Ma veniamo a questo nuovo capitolo estratto dai suoi archivi personali: Paul Nelson è come al solito il produttore esecutivo, mentre nei credits, come d’uso ricchissimi (c’è dell’ironia!), del CD, è riportato Johnny Winter, Vocals, Guitars, e arrivederci e grazie. Niente nomi degli altri musicisti utilizzati, date di registrazione, è già tanto se appaiono i titoli dei brani, va bene che si parla di Bootleg, ma non prendiamo il termine troppo alla lettera. Anche se nel libretto le note sono curate da un altro che se ne intende di chitarre, slide in particolare, l’ottimo Sonny Landreth.

Rimane la musica, e non è poco. Sono sette brani, compresa una breve introduzione: si parte con una lunga, una decina di minuti, versione alternativa di Hideaway, il classico di Freddie King, torrenziale e di grande impatto, anche se la qualità, uhm, è da bootleg discreto.

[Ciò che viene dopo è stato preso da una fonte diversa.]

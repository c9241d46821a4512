//! Arithmetic over (dimension, value) pairs
//!
//! These rules only propagate shapes during analysis. Scale handling between
//! differently sized units of one dimension is done by the caller before
//! values reach this module.

use thiserror::Error;

use super::Dimension;

#[derive(Error, Debug, Clone, PartialEq)]
pub enum AlgebraError {
    #[error("operand dimensions are incompatible")]
    IncompatibleUnits,

    #[error("division by zero")]
    DivisionByZero,

    #[error("exponent {0} is not an integer")]
    NonIntegerExponent(f64),

    #[error("exponent is not a constant")]
    UnknownExponent,
}

pub type AlgebraResult<T> = Result<T, AlgebraError>;

/// A value together with its dimension vector
#[derive(Debug, Clone, PartialEq)]
pub struct Magnitude {
    pub dimension: Dimension,
    pub value: f64,
}

impl Magnitude {
    pub fn new(dimension: Dimension, value: f64) -> Self {
        Self { dimension, value }
    }
}

pub fn add(a: &Magnitude, b: &Magnitude) -> AlgebraResult<Magnitude> {
    if a.dimension != b.dimension {
        return Err(AlgebraError::IncompatibleUnits);
    }
    Ok(Magnitude::new(a.dimension.clone(), a.value + b.value))
}

pub fn subtract(a: &Magnitude, b: &Magnitude) -> AlgebraResult<Magnitude> {
    if a.dimension != b.dimension {
        return Err(AlgebraError::IncompatibleUnits);
    }
    Ok(Magnitude::new(a.dimension.clone(), a.value - b.value))
}

pub fn multiply(a: &Magnitude, b: &Magnitude) -> Magnitude {
    Magnitude::new(a.dimension.mul(&b.dimension), a.value * b.value)
}

pub fn divide(a: &Magnitude, b: &Magnitude) -> AlgebraResult<Magnitude> {
    if b.value == 0.0 {
        return Err(AlgebraError::DivisionByZero);
    }
    Ok(Magnitude::new(a.dimension.div(&b.dimension), a.value / b.value))
}

/// `base ^ exponent`. The exponent must be dimensionless; unless the base is
/// dimensionless too, its value must also be integral.
pub fn power(base: &Magnitude, exponent: &Magnitude) -> AlgebraResult<Magnitude> {
    if !exponent.dimension.is_dimensionless() {
        return Err(AlgebraError::IncompatibleUnits);
    }
    if base.dimension.is_dimensionless() {
        return Ok(Magnitude::new(
            base.dimension.clone(),
            base.value.powf(exponent.value),
        ));
    }

    let n = exponent.value;
    if n.fract() != 0.0 || !n.is_finite() || n.abs() > f64::from(i32::MAX) {
        return Err(AlgebraError::NonIntegerExponent(n));
    }
    let n = n as i32;
    Ok(Magnitude::new(base.dimension.pow(n), base.value.powi(n)))
}

pub fn modulus(a: &Magnitude, b: &Magnitude) -> AlgebraResult<Magnitude> {
    if !b.dimension.is_dimensionless() {
        return Err(AlgebraError::IncompatibleUnits);
    }
    if b.value == 0.0 {
        return Err(AlgebraError::DivisionByZero);
    }
    Ok(Magnitude::new(a.dimension.clone(), a.value % b.value))
}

Segue un altro classico, suo, Mean Town Blues, a velocità da boogie supersonico e con una qualità sonora decisamente superiore, anche se la voce è un po’ in cantina, però l’esecuzione, specie nell’assolo centrale, è di quelle da manuale. 44 Blues, di Roosevelt Sykes, è di uno dei suoi preferiti, sia l’autore che il brano, breve e raccolta nell’esecuzione ma assai sentita, con un sound quasi alla Canned Heat, altri bianchi che hanno saputo sviscerare il blues come pochi, sembrerebbe essere una registrazione più vecchia ma è difficile capire.

You Done Lost Your Good Thing Now è di un altro dei suoi autori preferiti, B.B King, e si tratta di un classico slow blues che Johnny Winter eseguiva sin dai tempi di Woodstock, ottima versione, anche la voce è in grande spolvero. It’s My Life Now, inconsueta nel repertorio di Winter, viene dal sodale di BB King, Bobby “Blue” Bland, peccato per la qualità, nuovamente da bootleg, e neanche di quelli eccelsi. La conclusione è dedicata all’amatissimo Jimi Hendrix di cui Johnny riprende una tiratissima Manic Depression, versione lunga e ricca di fuochi di artificio chitarristico, audio accettabile.

Quindi le solite luci e ombre di questa “serie”, qualità ballerina dell’audio, con alti e bassi, ma ottima consistenza della musica, speriamo non diventi un vizio. Come al solito, “trippa per gatti” per gli appassionati!